CSettings * pSettings = CSettings::Instance();

The instance function looks like this:

Code:
CSettings * CSettings::Instance()
{
	if (sm_inst.get() == NULL) sm_inst.reset(new CSettings);
	return sm_inst.get();
}
sm_inst is declared as this:

static std::auto_ptr<CSettings> sm_inst;

and initialized as this:

std::auto_ptr<CSettings> CSettings::sm_inst;

When I check the value of pSettings after the assignment, it has a valid pointer, but all the values are garbage (strings are bad pointers, etc). However, when I step through the code, it does get the right object.

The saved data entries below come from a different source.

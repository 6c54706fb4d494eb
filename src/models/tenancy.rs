// src/models/tenancy.rs

use chrono::{DateTime, NaiveDate, Utc};
use rust_decimal::Decimal;
use serde::{Deserialize, Serialize};
use sqlx::FromRow;
use validator::Validate;

use crate::common::db_utils::{MONEY, fit_decimal, required};
use crate::common::error::AppError;
use crate::models::record::{NewRecord, Record};
use crate::schema::Table;

// --- Enums (Mapeando o Postgres) ---

#[derive(Debug, Clone, Copy, Default, PartialEq, Eq, Serialize, Deserialize, sqlx::Type)]
#[sqlx(type_name = "billing_cycle", rename_all = "snake_case")]
#[serde(rename_all = "snake_case")]
pub enum BillingCycle {
    #[default]
    Monthly,
    Quarterly,
    Annually,
}

#[derive(Debug, Clone, Copy, Default, PartialEq, Eq, Serialize, Deserialize, sqlx::Type)]
#[sqlx(type_name = "lease_status", rename_all = "snake_case")]
#[serde(rename_all = "snake_case")]
pub enum LeaseStatus {
    #[default]
    Active,
    Ended,
    Terminated,
}

// ---
// 1. Tenant (o "Inquilino")
// ---
// Existe independente de qualquer contrato
#[derive(Debug, Clone, PartialEq, Serialize, Deserialize, FromRow)]
#[serde(rename_all = "camelCase")]
pub struct Tenant {
    pub id: i64,
    pub national_id: String,
    pub full_name: String,
    pub phone: String,
    pub email: Option<String>,
    pub emergency_contact_name: Option<String>,
    pub emergency_contact_phone: Option<String>,
    pub created_at: DateTime<Utc>,
    pub updated_at: DateTime<Utc>,
}

#[derive(Debug, Clone, Deserialize, Validate)]
#[serde(rename_all = "camelCase")]
pub struct NewTenant {
    #[validate(custom(function = "required"), length(max = 20))]
    pub national_id: String,
    #[validate(custom(function = "required"), length(max = 100))]
    pub full_name: String,
    #[validate(custom(function = "required"), length(max = 20))]
    pub phone: String,
    #[validate(email(message = "O e-mail fornecido é inválido."), length(max = 100))]
    pub email: Option<String>,
    #[validate(length(max = 100))]
    pub emergency_contact_name: Option<String>,
    #[validate(length(max = 20))]
    pub emergency_contact_phone: Option<String>,
}

impl Record for Tenant {
    const TABLE: Table = Table::Tenants;
    type Draft = NewTenant;

    fn as_draft(&self) -> NewTenant {
        NewTenant {
            national_id: self.national_id.clone(),
            full_name: self.full_name.clone(),
            phone: self.phone.clone(),
            email: self.email.clone(),
            emergency_contact_name: self.emergency_contact_name.clone(),
            emergency_contact_phone: self.emergency_contact_phone.clone(),
        }
    }

    fn id(&self) -> i64 {
        self.id
    }

    fn key_part(&self, column: &str) -> Option<String> {
        match column {
            "national_id" => Some(self.national_id.clone()),
            _ => None,
        }
    }

    fn touch(&mut self, now: DateTime<Utc>) {
        self.updated_at = now;
    }
}

impl NewRecord for NewTenant {
    type Record = Tenant;

    fn into_record(self, id: i64, now: DateTime<Utc>) -> Tenant {
        Tenant {
            id,
            national_id: self.national_id,
            full_name: self.full_name,
            phone: self.phone,
            email: self.email,
            emergency_contact_name: self.emergency_contact_name,
            emergency_contact_phone: self.emergency_contact_phone,
            created_at: now,
            updated_at: now,
        }
    }
}

// ---
// 2. Lease (o "Contrato" Inquilino <-> Unidade)
// ---
// `rent_amount` é uma cópia do valor acordado; não acompanha o preço atual da unidade.
#[derive(Debug, Clone, PartialEq, Serialize, Deserialize, FromRow)]
#[serde(rename_all = "camelCase")]
pub struct Lease {
    pub id: i64,
    pub unit_id: i64,
    pub tenant_id: i64,
    pub lease_start: NaiveDate,
    // None = contrato sem data de término
    pub lease_end: Option<NaiveDate>,
    pub rent_amount: Decimal,
    pub deposit_amount: Decimal,
    pub billing_cycle: BillingCycle,
    pub status: LeaseStatus,
    pub created_at: DateTime<Utc>,
    pub updated_at: DateTime<Utc>,
}

#[derive(Debug, Clone, Deserialize, Validate)]
#[serde(rename_all = "camelCase")]
pub struct NewLease {
    pub unit_id: i64,
    pub tenant_id: i64,
    pub lease_start: NaiveDate,
    pub lease_end: Option<NaiveDate>,
    pub rent_amount: Decimal,
    #[serde(default)]
    pub deposit_amount: Decimal,
    #[serde(default)]
    pub billing_cycle: BillingCycle,
    #[serde(default)]
    pub status: LeaseStatus,
}

impl Record for Lease {
    const TABLE: Table = Table::Leases;
    type Draft = NewLease;

    fn as_draft(&self) -> NewLease {
        NewLease {
            unit_id: self.unit_id,
            tenant_id: self.tenant_id,
            lease_start: self.lease_start,
            lease_end: self.lease_end,
            rent_amount: self.rent_amount,
            deposit_amount: self.deposit_amount,
            billing_cycle: self.billing_cycle,
            status: self.status,
        }
    }

    fn id(&self) -> i64 {
        self.id
    }

    fn key_part(&self, column: &str) -> Option<String> {
        match column {
            "unit_id" => Some(self.unit_id.to_string()),
            "tenant_id" => Some(self.tenant_id.to_string()),
            "lease_start" => Some(self.lease_start.to_string()),
            _ => None,
        }
    }

    fn foreign_key(&self, column: &str) -> Option<i64> {
        match column {
            "unit_id" => Some(self.unit_id),
            "tenant_id" => Some(self.tenant_id),
            _ => None,
        }
    }

    fn check_constraints(&self) -> Result<(), &'static str> {
        if self.rent_amount < Decimal::ZERO || self.deposit_amount < Decimal::ZERO {
            return Err("ck_leases_amounts");
        }
        if self.lease_end.is_some_and(|end| end < self.lease_start) {
            return Err("ck_leases_period");
        }
        Ok(())
    }

    fn fit_numeric(&mut self) -> Result<(), AppError> {
        fit_decimal(&mut self.rent_amount, MONEY, Table::Leases, "rent_amount")?;
        fit_decimal(&mut self.deposit_amount, MONEY, Table::Leases, "deposit_amount")
    }

    fn touch(&mut self, now: DateTime<Utc>) {
        self.updated_at = now;
    }
}

impl NewRecord for NewLease {
    type Record = Lease;

    fn into_record(self, id: i64, now: DateTime<Utc>) -> Lease {
        Lease {
            id,
            unit_id: self.unit_id,
            tenant_id: self.tenant_id,
            lease_start: self.lease_start,
            lease_end: self.lease_end,
            rent_amount: self.rent_amount,
            deposit_amount: self.deposit_amount,
            billing_cycle: self.billing_cycle,
            status: self.status,
            created_at: now,
            updated_at: now,
        }
    }
}
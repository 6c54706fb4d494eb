// src/models/auth.rs

use chrono::{DateTime, Utc};
use serde::{Deserialize, Serialize};
use sqlx::FromRow;
use validator::Validate;

use crate::common::db_utils::required;
use crate::models::record::{NewRecord, Record};
use crate::schema::Table;

// ---
// 1. Role (o "Cargo")
// ---
#[derive(Debug, Clone, PartialEq, Serialize, Deserialize, FromRow)]
#[serde(rename_all = "camelCase")]
pub struct Role {
    pub id: i64,
    pub name: String,
    pub description: Option<String>,
    pub created_at: DateTime<Utc>,
}

#[derive(Debug, Clone, Deserialize, Validate)]
#[serde(rename_all = "camelCase")]
pub struct NewRole {
    #[validate(custom(function = "required"), length(max = 50))]
    pub name: String,
    pub description: Option<String>,
}

impl Record for Role {
    const TABLE: Table = Table::Roles;
    type Draft = NewRole;

    fn as_draft(&self) -> NewRole {
        NewRole {
            name: self.name.clone(),
            description: self.description.clone(),
        }
    }

    fn id(&self) -> i64 {
        self.id
    }

    fn key_part(&self, column: &str) -> Option<String> {
        match column {
            "name" => Some(self.name.clone()),
            _ => None,
        }
    }
}

impl NewRecord for NewRole {
    type Record = Role;

    fn into_record(self, id: i64, now: DateTime<Utc>) -> Role {
        Role {
            id,
            name: self.name,
            description: self.description,
            created_at: now,
        }
    }
}

// ---
// 2. User (conta de funcionário/sistema)
// ---
#[derive(Debug, Clone, PartialEq, Serialize, Deserialize, FromRow)]
#[serde(rename_all = "camelCase")]
pub struct User {
    pub id: i64,
    pub role_id: i64,
    pub username: String,
    pub email: String,

    #[serde(skip_serializing)] // IMPORTANTE para segurança
    pub password_hash: String,

    pub full_name: String,
    pub phone: Option<String>,
    pub is_active: bool,
    pub created_at: DateTime<Utc>,
    pub updated_at: DateTime<Utc>,
}

#[derive(Debug, Clone, Deserialize, Validate)]
#[serde(rename_all = "camelCase")]
pub struct NewUser {
    pub role_id: i64,
    #[validate(custom(function = "required"), length(max = 50))]
    pub username: String,
    #[validate(
        custom(function = "required"),
        email(message = "O e-mail fornecido é inválido."),
        length(max = 100)
    )]
    pub email: String,
    #[validate(custom(function = "required"), length(max = 255))]
    pub password_hash: String,
    #[validate(custom(function = "required"), length(max = 100))]
    pub full_name: String,
    #[validate(length(max = 20))]
    pub phone: Option<String>,
}

impl Record for User {
    const TABLE: Table = Table::Users;
    type Draft = NewUser;

    fn as_draft(&self) -> NewUser {
        NewUser {
            role_id: self.role_id,
            username: self.username.clone(),
            email: self.email.clone(),
            password_hash: self.password_hash.clone(),
            full_name: self.full_name.clone(),
            phone: self.phone.clone(),
        }
    }

    fn id(&self) -> i64 {
        self.id
    }

    fn key_part(&self, column: &str) -> Option<String> {
        match column {
            "username" => Some(self.username.clone()),
            "email" => Some(self.email.clone()),
            _ => None,
        }
    }

    fn foreign_key(&self, column: &str) -> Option<i64> {
        match column {
            "role_id" => Some(self.role_id),
            _ => None,
        }
    }

    fn touch(&mut self, now: DateTime<Utc>) {
        self.updated_at = now;
    }
}

impl NewRecord for NewUser {
    type Record = User;

    fn into_record(self, id: i64, now: DateTime<Utc>) -> User {
        User {
            id,
            role_id: self.role_id,
            username: self.username,
            email: self.email,
            password_hash: self.password_hash,
            full_name: self.full_name,
            phone: self.phone,
            is_active: true,
            created_at: now,
            updated_at: now,
        }
    }
}

// Dados para registro de um novo usuário (senha em texto puro, antes do hash)
#[derive(Debug, Deserialize, Validate)]
#[serde(rename_all = "camelCase")]
pub struct RegisterUserPayload {
    #[validate(custom(function = "required"), length(max = 50))]
    pub role_name: String,
    #[validate(custom(function = "required"), length(max = 50))]
    pub username: String,
    #[validate(
        custom(function = "required"),
        email(message = "O e-mail fornecido é inválido."),
        length(max = 100)
    )]
    pub email: String,
    #[validate(length(min = 6, message = "A senha deve ter no mínimo 6 caracteres."))]
    pub password: String,
    #[validate(custom(function = "required"), length(max = 100))]
    pub full_name: String,
    #[validate(length(max = 20))]
    pub phone: Option<String>,
}
//! Cache key definitions
//!
//! Keys are a namespace (one per public aggregate and content kind) plus a
//! fingerprint of the query that produced the value.

use std::fmt;

use crate::db::schemas::ContentKind;

/// Namespace holding listings and detail views of one content kind
pub fn content_namespace(kind: ContentKind) -> String {
    format!("content:{}", kind)
}

/// Namespace holding orientation aggregates of one content kind
pub fn orientation_namespace(kind: ContentKind) -> String {
    format!("orientation:{}", kind)
}

/// Cache key for one read query
#[derive(Debug, Clone, PartialEq, Eq, Hash)]
pub struct CacheKey {
    /// Invalidation scope, e.g. `content:post`
    pub namespace: String,
    /// Truncated SHA-256 of the query description
    pub fingerprint: String,
}

impl CacheKey {
    /// Create a new cache key
    pub fn new(namespace: &str, query: &str) -> Self {
        Self {
            namespace: namespace.to_string(),
            fingerprint: fingerprint(query),
        }
    }

    /// Convert to storage key string
    /// Format: namespace:fingerprint
    pub fn to_storage_key(&self) -> String {
        format!("{}:{}", self.namespace, self.fingerprint)
    }

    /// Prefix matching every key of a namespace
    pub fn invalidation_pattern(namespace: &str) -> String {
        format!("{}:", namespace)
    }
}

impl fmt::Display for CacheKey {
    fn fmt(&self, f: &mut fmt::Formatter<'_>) -> fmt::Result {
        write!(f, "{}({})", self.namespace, self.fingerprint)
    }
}

fn fingerprint(query: &str) -> String {
    if query.is_empty() {
        return "empty".to_string();
    }
    use sha2::{Digest, Sha256};
    let mut hasher = Sha256::new();
    hasher.update(query.as_bytes());
    let hash = hasher.finalize();
    hex::encode(&hash[..8]) // First 8 bytes = 16 hex chars
}

#[cfg(test)]
mod tests {
    use super::*;

    #[test]
    fn test_cache_key_deterministic() {
        let key1 = CacheKey::new("content:post", "list?page=1&limit=20");
        let key2 = CacheKey::new("content:post", "list?page=1&limit=20");
        assert_eq!(key1, key2);
        assert_eq!(key1.fingerprint.len(), 16);
    }

    #[test]
    fn test_cache_key_distinguishes_queries() {
        let page1 = CacheKey::new("content:post", "list?page=1");
        let page2 = CacheKey::new("content:post", "list?page=2");
        assert_ne!(page1.to_storage_key(), page2.to_storage_key());
    }

    #[test]
    fn test_cache_key_empty_query() {
        let key = CacheKey::new("orientation:short", "");
        assert_eq!(key.to_storage_key(), "orientation:short:empty");
    }

    #[test]
    fn test_namespaces() {
        assert_eq!(content_namespace(ContentKind::Post), "content:post");
        assert_eq!(orientation_namespace(ContentKind::Question), "orientation:question");
        assert_eq!(CacheKey::invalidation_pattern("content:post"), "content:post:");
    }
}
//! Store traits
//!
//! The engine never reads a counter, computes and writes it back. Every
//! mutation below maps onto exactly one single-document atomic update in the
//! backing store, guarded so that it only applies when it changes membership.
//! A guarded method returns `None`/`false` when its guard did not match.

use async_trait::async_trait;
use bson::DateTime;
use std::sync::Arc;

use crate::db::schemas::{
    ActorDoc, ContentDoc, ContentKind, ContentRef, InteractionKind, InteractionUser,
    NotificationDoc, OrientationCategory, ReportAggregate, ReportDoc, ReportStatus, Voter,
};
use crate::types::Result;

/// Skip/limit window for list queries
#[derive(Debug, Clone, Copy, PartialEq, Eq)]
pub struct Page {
    pub skip: u64,
    pub limit: i64,
}

impl Page {
    pub const DEFAULT_LIMIT: i64 = 20;
    pub const MAX_LIMIT: i64 = 100;

    /// Page number (1-based) and size, clamped to sane bounds
    pub fn new(page: u64, limit: i64) -> Self {
        let limit = limit.clamp(1, Self::MAX_LIMIT);
        Self {
            skip: page.saturating_sub(1) * limit as u64,
            limit,
        }
    }
}

impl Default for Page {
    fn default() -> Self {
        Self::new(1, Self::DEFAULT_LIMIT)
    }
}

/// Content collections (posts, shorts, questions)
#[async_trait]
pub trait ContentStore: Send + Sync {
    async fn insert_content(&self, content: ContentDoc) -> Result<()>;

    /// Point read. Soft-deleted documents are returned too; callers decide.
    async fn find_content(&self, target: &ContentRef) -> Result<Option<ContentDoc>>;

    /// Live documents with the given ids, across every kind
    async fn find_contents(&self, ids: &[String]) -> Result<Vec<ContentDoc>>;

    /// Live documents of one kind, newest first
    async fn list_live(&self, kind: ContentKind, page: Page) -> Result<Vec<ContentDoc>>;

    async fn count_live(&self, kind: ContentKind) -> Result<u64>;

    /// Push `member` into the set and increment its count, only when the
    /// content is live and the actor is not already a member.
    async fn add_member(
        &self,
        target: &ContentRef,
        kind: InteractionKind,
        member: InteractionUser,
    ) -> Result<Option<ContentDoc>>;

    /// Pull the actor from the set and decrement its count (floored at 0),
    /// only when the content is live and the actor is a member.
    async fn remove_member(
        &self,
        target: &ContentRef,
        kind: InteractionKind,
        actor_id: &str,
    ) -> Result<Option<ContentDoc>>;

    /// Append a voter and increment its bucket, only when the actor has not voted.
    async fn record_vote(&self, target: &ContentRef, voter: Voter) -> Result<Option<ContentDoc>>;

    /// Move an existing vote between buckets in place, only when the voter
    /// still holds `from`.
    async fn change_vote(
        &self,
        target: &ContentRef,
        actor_id: &str,
        from: OrientationCategory,
        to: OrientationCategory,
        at: DateTime,
    ) -> Result<Option<ContentDoc>>;

    /// Flag as deleted; `false` when already deleted or missing
    async fn soft_delete(&self, target: &ContentRef, at: DateTime) -> Result<bool>;

    /// Every content (live or not) whose `kind` set contains the actor
    async fn contents_with_member(
        &self,
        kind: InteractionKind,
        actor_id: &str,
    ) -> Result<Vec<ContentRef>>;
}

/// Actor collection
#[async_trait]
pub trait ActorStore: Send + Sync {
    async fn insert_actor(&self, actor: ActorDoc) -> Result<()>;

    async fn find_actor(&self, actor_id: &str) -> Result<Option<ActorDoc>>;

    /// Set-add into `bookmarks` and the legacy `saved_posts` in one update.
    /// Returns whether the actor exists.
    async fn add_bookmark(&self, actor_id: &str, content_id: &str) -> Result<bool>;

    /// Set-remove from `bookmarks` and `saved_posts` in one update
    async fn remove_bookmark(&self, actor_id: &str, content_id: &str) -> Result<bool>;
}

/// Notification collection
#[async_trait]
pub trait NotificationStore: Send + Sync {
    /// Persist; `false` when a record for the same event already exists
    async fn insert_notification(&self, notification: NotificationDoc) -> Result<bool>;

    async fn list_notifications(
        &self,
        recipient_id: &str,
        unread_only: bool,
        page: Page,
    ) -> Result<Vec<NotificationDoc>>;

    async fn count_unread(&self, recipient_id: &str) -> Result<u64>;

    /// Returns whether a matching record exists for this recipient
    async fn mark_read(&self, id: &str, recipient_id: &str, at: DateTime) -> Result<bool>;

    /// Returns number of records flipped to read
    async fn mark_all_read(&self, recipient_id: &str, at: DateTime) -> Result<u64>;

    async fn delete_notification(&self, id: &str, recipient_id: &str) -> Result<bool>;
}

/// Report collection
#[async_trait]
pub trait ReportStore: Send + Sync {
    async fn insert_report(&self, report: ReportDoc) -> Result<()>;

    /// Pending reports grouped by target, optionally for a single target
    async fn pending_aggregates(&self, target: Option<&ContentRef>) -> Result<Vec<ReportAggregate>>;

    /// Move every pending or reviewed report of `target` to `status`.
    /// Returns the number of reports changed.
    async fn resolve_reports(
        &self,
        target: &ContentRef,
        status: ReportStatus,
        reviewed_by: &str,
        at: DateTime,
    ) -> Result<u64>;

    async fn reports_for(&self, target: &ContentRef) -> Result<Vec<ReportDoc>>;
}

/// Handles to every collection, injected into the engine components
#[derive(Clone)]
pub struct Stores {
    pub content: Arc<dyn ContentStore>,
    pub actors: Arc<dyn ActorStore>,
    pub notifications: Arc<dyn NotificationStore>,
    pub reports: Arc<dyn ReportStore>,
}

impl Stores {
    /// Use one backend for every collection
    pub fn from_backend<S>(backend: Arc<S>) -> Self
    where
        S: ContentStore + ActorStore + NotificationStore + ReportStore + 'static,
    {
        Self {
            content: Arc::clone(&backend) as Arc<dyn ContentStore>,
            actors: Arc::clone(&backend) as Arc<dyn ActorStore>,
            notifications: Arc::clone(&backend) as Arc<dyn NotificationStore>,
            reports: backend as Arc<dyn ReportStore>,
        }
    }
}
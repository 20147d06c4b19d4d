//! Database schemas
//!
//! Defines MongoDB document structures for content, actors, notifications and
//! abuse reports.

mod actor;
mod content;
mod metadata;
mod notification;
mod report;

pub use actor::{ActorDoc, ActorStatus, NotificationPreferences, ACTOR_COLLECTION};
pub use content::{
    ContentDoc, ContentKind, ContentRef, InteractionKind, InteractionSet, InteractionUser,
    Interactions, OrientationCategory, OrientationCounts, PoliticalOrientation, Voter,
};
pub use metadata::Metadata;
pub use notification::{NotificationDoc, NotificationType, NOTIFICATION_COLLECTION};
pub use report::{ReportAggregate, ReportDoc, ReportStatus, REPORT_COLLECTION};
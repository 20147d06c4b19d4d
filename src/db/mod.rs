//! Database layer
//!
//! Typed store traits over the content, actor, notification and report
//! collections, with a MongoDB adapter and an in-memory adapter.

pub mod memory;
pub mod mongo;
pub mod mongo_store;
pub mod schemas;
pub mod store;

pub use memory::MemoryStore;
pub use mongo::MongoClient;
pub use mongo_store::MongoStore;
pub use schemas::{ActorDoc, ContentDoc, ContentKind, ContentRef, Metadata, NotificationDoc, ReportDoc};
pub use store::{ActorStore, ContentStore, NotificationStore, Page, ReportStore, Stores};
//! Agora - interaction consistency and moderation engine
//!
//! Keeps like, dislike, bookmark and political-orientation state correct
//! under concurrent writers on a document store without transactions.
//!
//! ## Components
//!
//! - **Interactions**: guarded toggles, vote aggregation, the actor-side
//!   bookmark mirror and the cached feed read path
//! - **Notify**: preference-filtered, exactly-once notifications with
//!   real-time push, plus the recipient inbox
//! - **Moderation**: report intake and the periodic auto-moderation scan
//! - **Cache**: namespace-flushed TTL cache for anonymous reads
//! - **Realtime**: in-process or NATS-backed channel broadcast

pub mod auth;
pub mod cache;
pub mod config;
pub mod db;
pub mod engine;
pub mod interactions;
pub mod logging;
pub mod moderation;
pub mod nats;
pub mod notify;
pub mod realtime;
pub mod tasks;
pub mod types;

pub use config::Args;
pub use engine::Engine;
pub use types::{EngineError, Result};
//! Caching layer
//!
//! Process-local TTL cache for the public read models (content listings,
//! detail views, orientation aggregates).
//!
//! ## Namespaces
//!
//! Every entry lives in the namespace of the content kind it was computed
//! from (`content:<kind>`, `orientation:<kind>`). Writes that change a public
//! aggregate flush the whole namespace instead of tracking individual keys.
//!
//! ## Personalization
//!
//! See [`read_through`]: only anonymous reads are served from or stored in
//! the cache.

pub mod keys;
pub mod read_through;
pub mod store;

pub use keys::{content_namespace, orientation_namespace, CacheKey};
pub use read_through::Viewer;
pub use store::{spawn_cleanup_task, CacheEntry, CacheStats, NamespaceCache};

use std::time::Duration;

/// Cache configuration
#[derive(Debug, Clone)]
pub struct CacheConfig {
    /// Maximum number of entries in the cache
    pub max_entries: usize,
    /// TTL applied by read-through
    pub default_ttl: Duration,
    /// Sweeper interval
    pub cleanup_interval: Duration,
}

impl Default for CacheConfig {
    fn default() -> Self {
        Self {
            max_entries: 10_000,
            default_ttl: Duration::from_secs(300),     // 5 minutes
            cleanup_interval: Duration::from_secs(60), // Run cleanup every minute
        }
    }
}

impl CacheConfig {
    pub fn from_args(args: &crate::config::Args) -> Self {
        Self {
            max_entries: args.cache_max_entries,
            default_ttl: Duration::from_secs(args.cache_ttl_secs),
            cleanup_interval: Duration::from_secs(args.cache_cleanup_interval_secs),
        }
    }
}
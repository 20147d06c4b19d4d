//! Actor (user) document schema
//!
//! Holds the denormalized bookmark mirror and the notification preferences
//! consulted by the fan-out.

use bson::{doc, Document};
use mongodb::options::IndexOptions;
use serde::{Deserialize, Serialize};

use crate::db::mongo::{IntoIndexes, MutMetadata};
use crate::db::schemas::Metadata;

/// Collection name for actors
pub const ACTOR_COLLECTION: &str = "users";

/// Account standing as resolved by the session layer
#[derive(Serialize, Deserialize, Clone, Copy, Debug, Default, PartialEq, Eq)]
#[serde(rename_all = "lowercase")]
pub enum ActorStatus {
    #[default]
    Active,
    Suspended,
    Banned,
}

/// Per-category notification switches
#[derive(Serialize, Deserialize, Clone, Debug, PartialEq)]
pub struct NotificationPreferences {
    #[serde(default = "default_true")]
    pub likes: bool,
    #[serde(default = "default_true")]
    pub comments: bool,
    #[serde(default = "default_true")]
    pub replies: bool,
    #[serde(default = "default_true")]
    pub follows: bool,
    #[serde(default = "default_true")]
    pub mentions: bool,
    #[serde(default = "default_true")]
    pub votes: bool,
    #[serde(default = "default_true")]
    pub bookmarks: bool,
}

impl Default for NotificationPreferences {
    fn default() -> Self {
        Self {
            likes: true,
            comments: true,
            replies: true,
            follows: true,
            mentions: true,
            votes: true,
            bookmarks: true,
        }
    }
}

fn default_true() -> bool {
    true
}

/// Actor document stored in MongoDB
#[derive(Serialize, Deserialize, Clone, Debug, Default)]
pub struct ActorDoc {
    #[serde(rename = "_id")]
    pub id: String,

    /// Common metadata (created_at, updated_at, is_deleted)
    #[serde(default)]
    pub metadata: Metadata,

    pub username: String,

    #[serde(default)]
    pub status: ActorStatus,

    /// Global notification switch
    #[serde(default = "default_true")]
    pub notifications_enabled: bool,

    #[serde(default)]
    pub notification_preferences: NotificationPreferences,

    /// Ids of bookmarked content (mirror of each content's bookmark set)
    #[serde(default)]
    pub bookmarks: Vec<String>,

    /// Legacy copy of `bookmarks`, written in the same update.
    // TODO: drop once every client reads `bookmarks`; needs a backfill-free migration removing the field.
    #[serde(default)]
    pub saved_posts: Vec<String>,
}

impl ActorDoc {
    /// Create a new active actor with default preferences
    pub fn new(id: &str, username: &str) -> Self {
        Self {
            id: id.to_string(),
            metadata: Metadata::new(),
            username: username.to_string(),
            status: ActorStatus::Active,
            notifications_enabled: true,
            notification_preferences: NotificationPreferences::default(),
            bookmarks: Vec::new(),
            saved_posts: Vec::new(),
        }
    }
}

impl IntoIndexes for ActorDoc {
    fn into_indices() -> Vec<(Document, Option<IndexOptions>)> {
        vec![(
            doc! { "username": 1 },
            Some(
                IndexOptions::builder()
                    .unique(true)
                    .name("username_unique".to_string())
                    .build(),
            ),
        )]
    }
}

impl MutMetadata for ActorDoc {
    fn mut_metadata(&mut self) -> &mut Metadata {
        &mut self.metadata
    }
}

#[cfg(test)]
mod tests {
    use super::*;

    #[test]
    fn test_missing_preferences_default_to_enabled() {
        let document = doc! { "_id": "u1", "username": "ana" };
        let actor: ActorDoc = bson::from_document(document).unwrap();
        assert!(actor.notifications_enabled);
        assert!(actor.notification_preferences.likes);
        assert_eq!(actor.status, ActorStatus::Active);
        assert!(actor.bookmarks.is_empty());
    }

    #[test]
    fn test_partial_preferences() {
        let document = doc! {
            "_id": "u2",
            "username": "ben",
            "notification_preferences": { "likes": false },
        };
        let actor: ActorDoc = bson::from_document(document).unwrap();
        assert!(!actor.notification_preferences.likes);
        assert!(actor.notification_preferences.follows);
    }
}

Somehow, it seems that the sm_inst.get() is too slow or something like that.

When I take a look at the object using QuickWatch, the object itself is scrambled, but the sm_inst variable does contain a valid copy with all the correct values.

Now I have 2 questions:

1) Is it a good practice to store the pointer to the single class, or should I call CSettings::Instance() every time?

2) Why does the singleton class does not return a valid object immediately?

Thanks in advance!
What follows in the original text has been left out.